## WHAT NEEDS TO BE DONE
When a line in the records includes the string "ranked", it goes into the tally; report that tally alone.

[Collected data]
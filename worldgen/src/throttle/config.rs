//! Throttle configuration.

use std::collections::HashMap;
use std::time::Duration;

/// Fraction of the ceiling the balance must exceed for the gate to open.
pub const DEFAULT_THRESHOLD_RATIO: f64 = 0.2;

/// Default minimum time between telemetry polls (5 minutes).
pub const DEFAULT_POLL_INTERVAL: Duration = Duration::from_secs(5 * 60);

/// Default telemetry lookback window (10 minutes).
pub const DEFAULT_WINDOW: Duration = Duration::from_secs(10 * 60);

/// Configuration for [`CreditThrottle`](super::CreditThrottle).
#[derive(Debug, Clone, PartialEq)]
pub struct ThrottleConfig {
    /// Maximum credit balance per instance class.
    pub ceilings: HashMap<String, f64>,
    /// Gate opens while `balance > ceiling * threshold_ratio`.
    pub threshold_ratio: f64,
    /// Minimum time between telemetry polls; cached value in between.
    pub poll_interval: Duration,
    /// How far back each telemetry query looks.
    pub window: Duration,
}

impl ThrottleConfig {
    /// Ceiling for an instance class; 0 for unknown classes.
    pub fn ceiling_for(&self, instance_class: &str) -> f64 {
        self.ceilings.get(instance_class).copied().unwrap_or(0.0)
    }
}

impl Default for ThrottleConfig {
    fn default() -> Self {
        Self {
            ceilings: default_ceilings(),
            threshold_ratio: DEFAULT_THRESHOLD_RATIO,
            poll_interval: DEFAULT_POLL_INTERVAL,
            window: DEFAULT_WINDOW,
        }
    }
}

/// Maximum CPU credit balances of the T2 burstable instance family.
pub fn default_ceilings() -> HashMap<String, f64> {
    [
        ("t2.nano", 72.0),
        ("t2.micro", 144.0),
        ("t2.small", 288.0),
        ("t2.medium", 576.0),
        ("t2.large", 864.0),
        ("t2.xlarge", 1296.0),
        ("t2.2xlarge", 1958.4),
    ]
    .into_iter()
    .map(|(class, ceiling)| (class.to_string(), ceiling))
    .collect()
}

#[cfg(test)]
mod tests {
    use super::*;

    #[test]
    fn test_defaults() {
        let config = ThrottleConfig::default();
        assert_eq!(config.threshold_ratio, 0.2);
        assert_eq!(config.poll_interval, Duration::from_secs(300));
        assert_eq!(config.window, Duration::from_secs(600));
        assert_eq!(config.ceilings.len(), 7);
    }

    #[test]
    fn test_ceiling_lookup() {
        let config = ThrottleConfig::default();
        assert_eq!(config.ceiling_for("t2.small"), 288.0);
        assert_eq!(config.ceiling_for("m5.large"), 0.0);
    }
}
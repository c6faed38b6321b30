//! Credit-balance circuit breaker.

use std::time::Instant;

use tracing::{debug, info, warn};

use super::{
    latest_sample, CreditTelemetry, GenerationGate, HostIdentity, HostResolver, ThrottleConfig,
    ThrottleReading,
};

/// Gate that closes while the host's credit balance is low.
pub struct CreditThrottle {
    config: ThrottleConfig,
    host: Option<HostIdentity>,
    telemetry: Box<dyn CreditTelemetry>,
    ceiling: f64,
    balance: Option<f64>,
    last_polled: Option<Instant>,
}

impl CreditThrottle {
    /// Resolves the host and takes an initial reading.
    ///
    /// If the host cannot be resolved the throttle fails open for the rest
    /// of its life.
    pub fn new(
        config: ThrottleConfig,
        resolver: &dyn HostResolver,
        telemetry: Box<dyn CreditTelemetry>,
    ) -> Self {
        let host = match resolver.resolve() {
            Ok(host) => {
                info!(
                    instance_id = %host.instance_id,
                    instance_class = %host.instance_class,
                    "Throttling generation on credit balance"
                );
                Some(host)
            }
            Err(e) => {
                warn!(error = %e, "Could not resolve host identity, throttling disabled");
                None
            }
        };
        Self::with_host(config, host, telemetry)
    }

    /// Builds a throttle for a known (or absent) host and polls once.
    pub fn with_host(
        config: ThrottleConfig,
        host: Option<HostIdentity>,
        telemetry: Box<dyn CreditTelemetry>,
    ) -> Self {
        let ceiling = host
            .as_ref()
            .map(|h| config.ceiling_for(&h.instance_class))
            .unwrap_or(0.0);
        let mut throttle = Self {
            config,
            host,
            telemetry,
            ceiling,
            balance: None,
            last_polled: None,
        };
        throttle.poll();
        throttle
    }

    /// Host the throttle is watching, if any.
    pub fn host(&self) -> Option<&HostIdentity> {
        self.host.as_ref()
    }

    /// Last polled balance, `None` until a sample has been seen.
    pub fn balance(&self) -> Option<f64> {
        self.balance
    }

    /// Ceiling for the host's instance class.
    pub fn ceiling(&self) -> f64 {
        self.ceiling
    }

    /// Open without a host or without any sample yet.
    fn is_open(&self) -> bool {
        if self.host.is_none() {
            return true;
        }
        match self.balance {
            Some(balance) => balance > self.ceiling * self.config.threshold_ratio,
            None => true,
        }
    }

    /// Polls telemetry if the poll interval has elapsed.
    fn poll(&mut self) {
        let Some(host) = &self.host else {
            return;
        };
        if let Some(last) = self.last_polled {
            if last.elapsed() < self.config.poll_interval {
                return;
            }
        }
        self.last_polled = Some(Instant::now());

        match self.telemetry.samples(host, self.config.window) {
            Ok(samples) => match latest_sample(&samples) {
                Some(sample) => {
                    debug!(balance = sample.value, at = %sample.timestamp, "Credit balance polled");
                    self.balance = Some(sample.value);
                }
                None => debug!("No credit samples in window, keeping last balance"),
            },
            Err(e) => warn!(error = %e, "Credit balance query failed, keeping last balance"),
        }
    }
}

impl GenerationGate for CreditThrottle {
    fn allowed(&mut self) -> bool {
        self.poll();
        self.is_open()
    }

    fn reading(&mut self) -> ThrottleReading {
        ThrottleReading {
            allowed: self.is_open(),
            // No sample yet reads as a full balance.
            balance: self.balance.unwrap_or(self.ceiling),
            ceiling: self.ceiling,
        }
    }
}
//! The shared budgeted work loop used by every task.

use std::time::{Duration, Instant};

use tokio_util::sync::CancellationToken;

/// Result of one unit of work.
#[derive(Debug, Clone, Copy, PartialEq, Eq)]
pub enum Step {
    /// A unit was processed; more may remain.
    Continue,
    /// Nothing was left to process.
    Exhausted,
}

/// Why a slice ended.
#[derive(Debug)]
pub enum StopReason<E> {
    /// The time budget ran out.
    BudgetSpent,
    /// The work source ran dry.
    Exhausted,
    /// Cancellation was observed before the next unit.
    Cancelled,
    /// A unit failed. The failed unit is not counted.
    Failed(E),
}

/// Summary of one slice.
#[derive(Debug)]
pub struct SliceOutcome<E> {
    /// Units completed in this slice.
    pub units: u64,
    /// Wall time spent in this slice.
    pub elapsed: Duration,
    /// Why the slice ended.
    pub stop: StopReason<E>,
}

/// Repeatedly calls `step` until the budget is spent, the work is
/// exhausted, `cancel` fires, or a step fails.
///
/// Cancellation is checked before each unit; elapsed time after each unit.
/// At least one unit is attempted per call unless already cancelled, so a
/// zero budget still makes progress.
pub fn run_bounded<E, F>(budget: Duration, cancel: &CancellationToken, mut step: F) -> SliceOutcome<E>
where
    F: FnMut() -> Result<Step, E>,
{
    let start = Instant::now();
    let mut units = 0;

    let stop = loop {
        if cancel.is_cancelled() {
            break StopReason::Cancelled;
        }
        match step() {
            Ok(Step::Continue) => units += 1,
            Ok(Step::Exhausted) => break StopReason::Exhausted,
            Err(e) => break StopReason::Failed(e),
        }
        if start.elapsed() >= budget {
            break StopReason::BudgetSpent;
        }
    };

    SliceOutcome {
        units,
        elapsed: start.elapsed(),
        stop,
    }
}

#[cfg(test)]
mod tests {
    use super::*;
    use std::thread;

    #[test]
    fn test_runs_until_exhausted() {
        let cancel = CancellationToken::new();
        let mut remaining = 5;
        let outcome = run_bounded::<(), _>(Duration::from_secs(10), &cancel, || {
            if remaining == 0 {
                return Ok(Step::Exhausted);
            }
            remaining -= 1;
            Ok(Step::Continue)
        });

        assert_eq!(outcome.units, 5);
        assert!(matches!(outcome.stop, StopReason::Exhausted));
    }

    #[test]
    fn test_stops_when_budget_spent() {
        let cancel = CancellationToken::new();
        let mut calls = 0;
        let outcome = run_bounded::<(), _>(Duration::from_millis(20), &cancel, || {
            calls += 1;
            thread::sleep(Duration::from_millis(5));
            Ok(Step::Continue)
        });

        assert!(matches!(outcome.stop, StopReason::BudgetSpent));
        assert_eq!(outcome.units, calls);
        assert!((1..=4).contains(&calls), "unexpected call count {}", calls);
        assert!(outcome.elapsed >= Duration::from_millis(20));
    }

    #[test]
    fn test_zero_budget_still_processes_one_unit() {
        let cancel = CancellationToken::new();
        let outcome = run_bounded::<(), _>(Duration::ZERO, &cancel, || Ok(Step::Continue));
        assert_eq!(outcome.units, 1);
        assert!(matches!(outcome.stop, StopReason::BudgetSpent));
    }

    #[test]
    fn test_cancelled_before_first_unit() {
        let cancel = CancellationToken::new();
        cancel.cancel();
        let mut called = false;
        let outcome = run_bounded::<(), _>(Duration::from_secs(1), &cancel, || {
            called = true;
            Ok(Step::Continue)
        });

        assert!(!called);
        assert_eq!(outcome.units, 0);
        assert!(matches!(outcome.stop, StopReason::Cancelled));
    }

    #[test]
    fn test_cancel_observed_between_units() {
        let cancel = CancellationToken::new();
        let inner = cancel.clone();
        let mut calls = 0;
        let outcome = run_bounded::<(), _>(Duration::from_secs(10), &cancel, || {
            calls += 1;
            if calls == 3 {
                inner.cancel();
            }
            Ok(Step::Continue)
        });

        assert_eq!(outcome.units, 3);
        assert!(matches!(outcome.stop, StopReason::Cancelled));
    }

    #[test]
    fn test_failure_ends_slice_without_counting_unit() {
        let cancel = CancellationToken::new();
        let mut calls = 0;
        let outcome = run_bounded(Duration::from_secs(10), &cancel, || {
            calls += 1;
            if calls == 2 {
                Err("lookup failed")
            } else {
                Ok(Step::Continue)
            }
        });

        assert_eq!(outcome.units, 1);
        assert!(matches!(outcome.stop, StopReason::Failed("lookup failed")));
    }
}
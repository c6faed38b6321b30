//! Sparse sets for tracking which cells of a large region are pending.
//!
//! Regions can hold millions of cells, but the cells still to be generated
//! tend to form long contiguous runs. [`IntervalSet`] stores integers as
//! sorted, disjoint, non-adjacent closed intervals, so memory grows with
//! the number of runs rather than the number of cells. [`GridIndex`] maps
//! a [`Region`](crate::coord::Region) onto that set.
//!
//! # Example
//!
//! ```
//! use worldgen::coord::{ChunkCoord, Region};
//! use worldgen::sparse::GridIndex;
//!
//! let region = Region::from_corners(ChunkCoord::new(0, 0), ChunkCoord::new(2, 1));
//! let mut pending = GridIndex::new(region).unwrap();
//!
//! pending.add(ChunkCoord::new(2, 0));
//! pending.add(ChunkCoord::new(0, 1));
//! pending.add(ChunkCoord::new(0, 0));
//!
//! let order: Vec<_> = pending.iter().collect();
//! assert_eq!(
//!     order,
//!     vec![ChunkCoord::new(0, 0), ChunkCoord::new(0, 1), ChunkCoord::new(2, 0)]
//! );
//! ```

mod grid_index;
mod interval_set;

pub use grid_index::{Coords, GridIndex, IntoCoords};
pub use interval_set::{Interval, IntervalSet, IntoIter, Iter};
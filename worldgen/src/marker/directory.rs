//! Per-cell marker files.

use std::path::{Path, PathBuf};

use super::{MarkerError, MarkerSource};
use crate::coord::ChunkCoord;

/// Marker state stored as one `c.{x}.{z}.idx` file per finished cell.
#[derive(Debug, Clone)]
pub struct MarkerDirectory {
    dir: PathBuf,
}

impl MarkerDirectory {
    pub fn new(dir: impl Into<PathBuf>) -> Self {
        Self { dir: dir.into() }
    }

    pub fn dir(&self) -> &Path {
        &self.dir
    }

    /// Path of the marker file for a cell.
    pub fn marker_path(&self, coord: ChunkCoord) -> PathBuf {
        self.dir.join(format!("c.{}.{}.idx", coord.x, coord.z))
    }
}

impl MarkerSource for MarkerDirectory {
    fn is_done(&self, coord: ChunkCoord) -> Result<bool, MarkerError> {
        let path = self.marker_path(coord);
        path.try_exists()
            .map_err(|source| MarkerError::Io { path, source })
    }
}

#[cfg(test)]
mod tests {
    use super::*;
    use std::fs;

    #[test]
    fn test_marker_file_name() {
        let markers = MarkerDirectory::new("/db/v1/0");
        assert_eq!(
            markers.marker_path(ChunkCoord::new(-3, 12)),
            Path::new("/db/v1/0/c.-3.12.idx")
        );
    }

    #[test]
    fn test_presence_means_done() {
        let temp = tempfile::TempDir::new().unwrap();
        let markers = MarkerDirectory::new(temp.path());
        fs::write(markers.marker_path(ChunkCoord::new(1, 0)), b"").unwrap();

        assert!(markers.is_done(ChunkCoord::new(1, 0)).unwrap());
        assert!(!markers.is_done(ChunkCoord::new(0, 1)).unwrap());
    }

    #[test]
    fn test_missing_directory_means_nothing_done() {
        let temp = tempfile::TempDir::new().unwrap();
        let markers = MarkerDirectory::new(temp.path().join("not-created"));
        assert!(!markers.is_done(ChunkCoord::new(0, 0)).unwrap());
    }
}
//! worldgen - resumable, throttled world generation over a grid region
//!
//! A run walks a rectangular region of grid cells in two phases:
//!
//! 1. **Inspect** - find the cells without a completion marker
//!    ([`inspect`], [`marker`]).
//! 2. **Generate** - materialize those cells in ascending order
//!    ([`generate`]), pausing while the host's burst credits are low
//!    ([`throttle`]).
//!
//! Pending cells are kept in a [`sparse::GridIndex`], which stores
//! contiguous runs rather than individual cells. All work is cooperative:
//! an external scheduler ticks an [`orchestrator::Orchestrator`] and every
//! tick runs one time-bounded slice ([`task`]).
//!
//! ```ignore
//! use worldgen::orchestrator::{Controller, OrchestratorConfig, RunRequest};
//!
//! let mut controller = Controller::new(database, strategy, OrchestratorConfig::default());
//! controller.start(request, materializer, gate)?;
//! while controller.tick().is_some() {
//!     std::thread::sleep(tick_interval);
//! }
//! ```

pub mod config;
pub mod coord;
pub mod generate;
pub mod inspect;
pub mod logging;
pub mod marker;
pub mod orchestrator;
pub mod sparse;
pub mod task;
pub mod throttle;

/// Version of the worldgen library and CLI.
///
/// This is synchronized across all components in the workspace.
pub const VERSION: &str = env!("CARGO_PKG_VERSION");
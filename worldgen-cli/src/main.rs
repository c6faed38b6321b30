//! worldgen CLI - Command-line interface
//!
//! Drives a generation run over a region, inspects pending cells, and
//! manages the config file.

mod commands;
mod error;
mod runner;

use std::path::PathBuf;

use clap::{Parser, Subcommand};

use commands::config::ConfigCommands;
use commands::inspect::InspectArgs;
use commands::run::RunArgs;

#[derive(Parser)]
#[command(name = "worldgen")]
#[command(version = worldgen::VERSION)]
#[command(about = "Resumable, throttled pre-generation of a grid region", long_about = None)]
struct Cli {
    /// Config file to use instead of ~/.worldgen/config.ini
    #[arg(long, global = true, value_name = "PATH")]
    config: Option<PathBuf>,

    /// Enable debug logging (RUST_LOG takes precedence)
    #[arg(short, long, global = true)]
    verbose: bool,

    #[command(subcommand)]
    command: Commands,
}

#[derive(Subcommand)]
enum Commands {
    /// Inspect a region and generate every cell without a marker
    Run(RunArgs),

    /// Report which cells of a region still lack a marker
    Inspect(InspectArgs),

    /// Manage the configuration file
    Config {
        #[command(subcommand)]
        command: ConfigCommands,
    },
}

fn main() {
    let cli = Cli::parse();
    let config_path = cli.config.as_deref();

    let result = match cli.command {
        Commands::Run(args) => commands::run::run(args, config_path, cli.verbose),
        Commands::Inspect(args) => commands::inspect::run(args, config_path, cli.verbose),
        Commands::Config { command } => commands::config::run(command, config_path),
    };

    if let Err(e) = result {
        e.exit();
    }
}
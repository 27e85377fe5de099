//! Shared health state for the /health endpoint. Updated by the pair
//! evaluation loops; per-venue connectivity comes from the feeds directly.

use std::sync::atomic::{AtomicI64, AtomicU64, Ordering};

#[derive(Default)]
pub struct HealthState {
    /// Epoch ms of the most recent completed scoring pass (0 = none yet).
    last_scoring_pass_ms: AtomicI64,
    /// Total scoring passes across all pairs since process start.
    scoring_passes: AtomicU64,
}

impl HealthState {
    pub fn new() -> Self {
        Self::default()
    }

    pub fn mark_scoring_pass(&self, now_ms: i64) {
        self.last_scoring_pass_ms.store(now_ms, Ordering::Relaxed);
        self.scoring_passes.fetch_add(1, Ordering::Relaxed);
    }

    pub fn last_scoring_pass_ms(&self) -> i64 {
        self.last_scoring_pass_ms.load(Ordering::Relaxed)
    }

    pub fn scoring_passes(&self) -> u64 {
        self.scoring_passes.load(Ordering::Relaxed)
    }
}
//! Opportunity scoring: pulls current snapshots from two venue feeds,
//! validates them, evaluates both directional assignments through the
//! funding normalizer, applies the cost model, and produces the ranked
//! opportunity list for the pair. Read-only with respect to feed state.

use std::sync::Arc;
use std::time::Duration;

use dashmap::DashMap;
use tokio::sync::watch;
use tokio::time::interval;
use tracing::{debug, info};

use crate::api::health::HealthState;
use crate::config::{Config, PRICE_RATIO_MAX, PRICE_RATIO_MIN, SCORE_INTERVAL_SECS};
use crate::feed::{now_ms, VenueFeed};
use crate::funding::{project, FundingLeg};
use crate::instruments::InstrumentMapping;
use crate::types::{Direction, Opportunity, OpportunityLeg};

// ---------------------------------------------------------------------------
// ScorerStats
// ---------------------------------------------------------------------------

/// Per-pass diagnostic counters. A skipped instrument is expected
/// steady-state (startup, venue gaps); a rejected one tripped a validity
/// check. Neither aborts the pass.
#[derive(Debug, Default, PartialEq)]
pub struct ScorerStats {
    pub skipped_no_mapping: usize,
    pub skipped_missing: usize,
    pub rejected_non_finite: usize,
    pub rejected_stale: usize,
    pub rejected_price_ratio: usize,
    pub failed_projection: usize,
    pub scored: usize,
}

// ---------------------------------------------------------------------------
// OpportunityScorer
// ---------------------------------------------------------------------------

pub struct OpportunityScorer {
    notional_usd: f64,
    taker_fee_rate: f64,
}

impl OpportunityScorer {
    pub fn new(cfg: &Config) -> Self {
        Self {
            notional_usd: cfg.notional_usd,
            taker_fee_rate: cfg.taker_fee_rate,
        }
    }

    /// Evaluate the instrument universe for one venue pair. Always returns
    /// every scoreable instrument (callers filter/truncate), sorted
    /// descending by annualized return, ties broken by symbol for
    /// deterministic output.
    pub fn get_opportunities(
        &self,
        feed_a: &dyn VenueFeed,
        feed_b: &dyn VenueFeed,
        instruments: &[InstrumentMapping],
        now_ms: i64,
    ) -> (Vec<Opportunity>, ScorerStats) {
        let mut stats = ScorerStats::default();
        let mut opportunities: Vec<Opportunity> = instruments
            .iter()
            .filter_map(|inst| self.score_instrument(inst, feed_a, feed_b, now_ms, &mut stats))
            .collect();

        opportunities.sort_by(|a, b| {
            b.projection
                .annualized_return_percent
                .partial_cmp(&a.projection.annualized_return_percent)
                .unwrap_or(std::cmp::Ordering::Equal)
                .then_with(|| a.symbol.cmp(&b.symbol))
        });

        (opportunities, stats)
    }

    fn score_instrument(
        &self,
        inst: &InstrumentMapping,
        feed_a: &dyn VenueFeed,
        feed_b: &dyn VenueFeed,
        now_ms: i64,
        stats: &mut ScorerStats,
    ) -> Option<Opportunity> {
        let (Some(sym_a), Some(sym_b)) = (inst.native(feed_a.venue()), inst.native(feed_b.venue()))
        else {
            stats.skipped_no_mapping += 1;
            return None;
        };

        // Absent data is normal during warmup, not an error.
        let (Some(snap_a), Some(snap_b)) = (feed_a.get_data(sym_a), feed_b.get_data(sym_b)) else {
            stats.skipped_missing += 1;
            return None;
        };

        if !snap_a.is_well_formed() || !snap_b.is_well_formed() {
            stats.rejected_non_finite += 1;
            return None;
        }
        if !snap_a.is_fresh(now_ms) || !snap_b.is_fresh(now_ms) {
            stats.rejected_stale += 1;
            return None;
        }

        // A ratio outside the band is a denomination mismatch (times-1000
        // contract against its unscaled counterpart), not a 100x arbitrage.
        let ratio = snap_a.mark_price / snap_b.mark_price;
        if !(PRICE_RATIO_MIN..=PRICE_RATIO_MAX).contains(&ratio) {
            stats.rejected_price_ratio += 1;
            return None;
        }

        let leg_a = FundingLeg {
            funding_rate: snap_a.funding_rate,
            funding_interval_hours: snap_a.funding_interval_hours,
            next_funding_time: snap_a.next_funding_time,
        };
        let leg_b = FundingLeg {
            funding_rate: snap_b.funding_rate,
            funding_interval_hours: snap_b.funding_interval_hours,
            next_funding_time: snap_b.next_funding_time,
        };

        // Both directions evaluated independently; the better one wins and a
        // tie keeps LongAShortB.
        let forward = project(&leg_a, &leg_b, Direction::LongAShortB, now_ms, self.notional_usd);
        let reverse = project(&leg_a, &leg_b, Direction::ShortALongB, now_ms, self.notional_usd);
        let (forward, reverse) = match (forward, reverse) {
            (Ok(f), Ok(r)) => (f, r),
            (Err(e), _) | (_, Err(e)) => {
                debug!(symbol = %inst.symbol, "projection failed: {e}");
                stats.failed_projection += 1;
                return None;
            }
        };
        let projection = if reverse.net_cycle_income_usd > forward.net_cycle_income_usd {
            reverse
        } else {
            forward
        };

        let price_spread_percent =
            spread_pnl_percent(snap_a.mark_price, snap_b.mark_price, projection.direction);
        // Taker on both legs, entry and exit.
        let fee_percent = self.taker_fee_rate * 2.0 * 2.0 * 100.0;
        let net_profit_percent =
            projection.net_cycle_income_percent - fee_percent + price_spread_percent;

        stats.scored += 1;
        Some(Opportunity {
            symbol: inst.symbol.clone(),
            leg_a: OpportunityLeg {
                venue: feed_a.venue(),
                symbol: snap_a.symbol.clone(),
                mark_price: snap_a.mark_price,
                funding_rate: snap_a.funding_rate,
                funding_interval_hours: snap_a.funding_interval_hours,
                next_funding_time: snap_a.next_funding_time,
            },
            leg_b: OpportunityLeg {
                venue: feed_b.venue(),
                symbol: snap_b.symbol.clone(),
                mark_price: snap_b.mark_price,
                funding_rate: snap_b.funding_rate,
                funding_interval_hours: snap_b.funding_interval_hours,
                next_funding_time: snap_b.next_funding_time,
            },
            is_opportunity: net_profit_percent > 0.0,
            projection,
            price_spread_percent,
            fee_percent,
            net_profit_percent,
        })
    }
}

/// One-time basis PnL for the chosen direction, percent of notional.
/// Long A / short B buys at A's mark and sells at B's, so a B premium is
/// income and an A premium is the entry cost; mirrored for the reverse.
fn spread_pnl_percent(mark_a: f64, mark_b: f64, direction: Direction) -> f64 {
    match direction {
        Direction::LongAShortB => (mark_b - mark_a) / mark_a * 100.0,
        Direction::ShortALongB => (mark_a - mark_b) / mark_b * 100.0,
    }
}

// ---------------------------------------------------------------------------
// RankingsCache
// ---------------------------------------------------------------------------

/// Latest ranked list per pair, written by the evaluation loops and read by
/// the API layer. Whole-list replacement per pass; no derived state survives
/// between passes.
pub struct RankingsCache {
    inner: DashMap<String, Vec<Opportunity>>,
}

impl RankingsCache {
    pub fn new() -> Arc<Self> {
        Arc::new(Self { inner: DashMap::new() })
    }

    pub fn publish(&self, pair: &str, opportunities: Vec<Opportunity>) {
        self.inner.insert(pair.to_string(), opportunities);
    }

    pub fn get(&self, pair: &str) -> Option<Vec<Opportunity>> {
        self.inner.get(pair).map(|e| e.value().clone())
    }

    pub fn pairs(&self) -> Vec<String> {
        let mut pairs: Vec<String> = self.inner.iter().map(|e| e.key().clone()).collect();
        pairs.sort();
        pairs
    }
}

pub fn pair_name(a: &dyn VenueFeed, b: &dyn VenueFeed) -> String {
    format!("{}-{}", a.venue(), b.venue())
}

// ---------------------------------------------------------------------------
// PairEvaluator — periodic scoring loop for one venue pair
// ---------------------------------------------------------------------------

pub struct PairEvaluator {
    pair: String,
    feed_a: Arc<dyn VenueFeed>,
    feed_b: Arc<dyn VenueFeed>,
    instruments: Arc<Vec<InstrumentMapping>>,
    scorer: Arc<OpportunityScorer>,
    rankings: Arc<RankingsCache>,
    health: Arc<HealthState>,
    update_tx: Arc<watch::Sender<u64>>,
}

impl PairEvaluator {
    #[allow(clippy::too_many_arguments)]
    pub fn new(
        feed_a: Arc<dyn VenueFeed>,
        feed_b: Arc<dyn VenueFeed>,
        instruments: Arc<Vec<InstrumentMapping>>,
        scorer: Arc<OpportunityScorer>,
        rankings: Arc<RankingsCache>,
        health: Arc<HealthState>,
        update_tx: Arc<watch::Sender<u64>>,
    ) -> Self {
        Self {
            pair: pair_name(&*feed_a, &*feed_b),
            feed_a,
            feed_b,
            instruments,
            scorer,
            rankings,
            health,
            update_tx,
        }
    }

    pub async fn run(self) {
        let mut ticker = interval(Duration::from_secs(SCORE_INTERVAL_SECS));
        let mut passes: u64 = 0;

        loop {
            ticker.tick().await;
            let now = now_ms();
            let (opportunities, stats) = self.scorer.get_opportunities(
                &*self.feed_a,
                &*self.feed_b,
                &self.instruments,
                now,
            );

            passes += 1;
            // One info line a minute per pair; the per-second detail stays at debug.
            if passes % 60 == 1 {
                info!(
                    pair = %self.pair,
                    scored = stats.scored,
                    missing = stats.skipped_missing,
                    stale = stats.rejected_stale,
                    price_ratio = stats.rejected_price_ratio,
                    "pass complete: {} scored, best {}",
                    stats.scored,
                    opportunities
                        .first()
                        .map(|o| format!(
                            "{} {:.2}% APR",
                            o.symbol, o.projection.annualized_return_percent
                        ))
                        .unwrap_or_else(|| "n/a".to_string()),
                );
            } else {
                debug!(pair = %self.pair, ?stats, "pass complete");
            }

            self.rankings.publish(&self.pair, opportunities);
            self.health.mark_scoring_pass(now);
            self.update_tx.send_modify(|n| *n = n.wrapping_add(1));
        }
    }
}

// ---------------------------------------------------------------------------
// Tests
// ---------------------------------------------------------------------------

## REPLY
2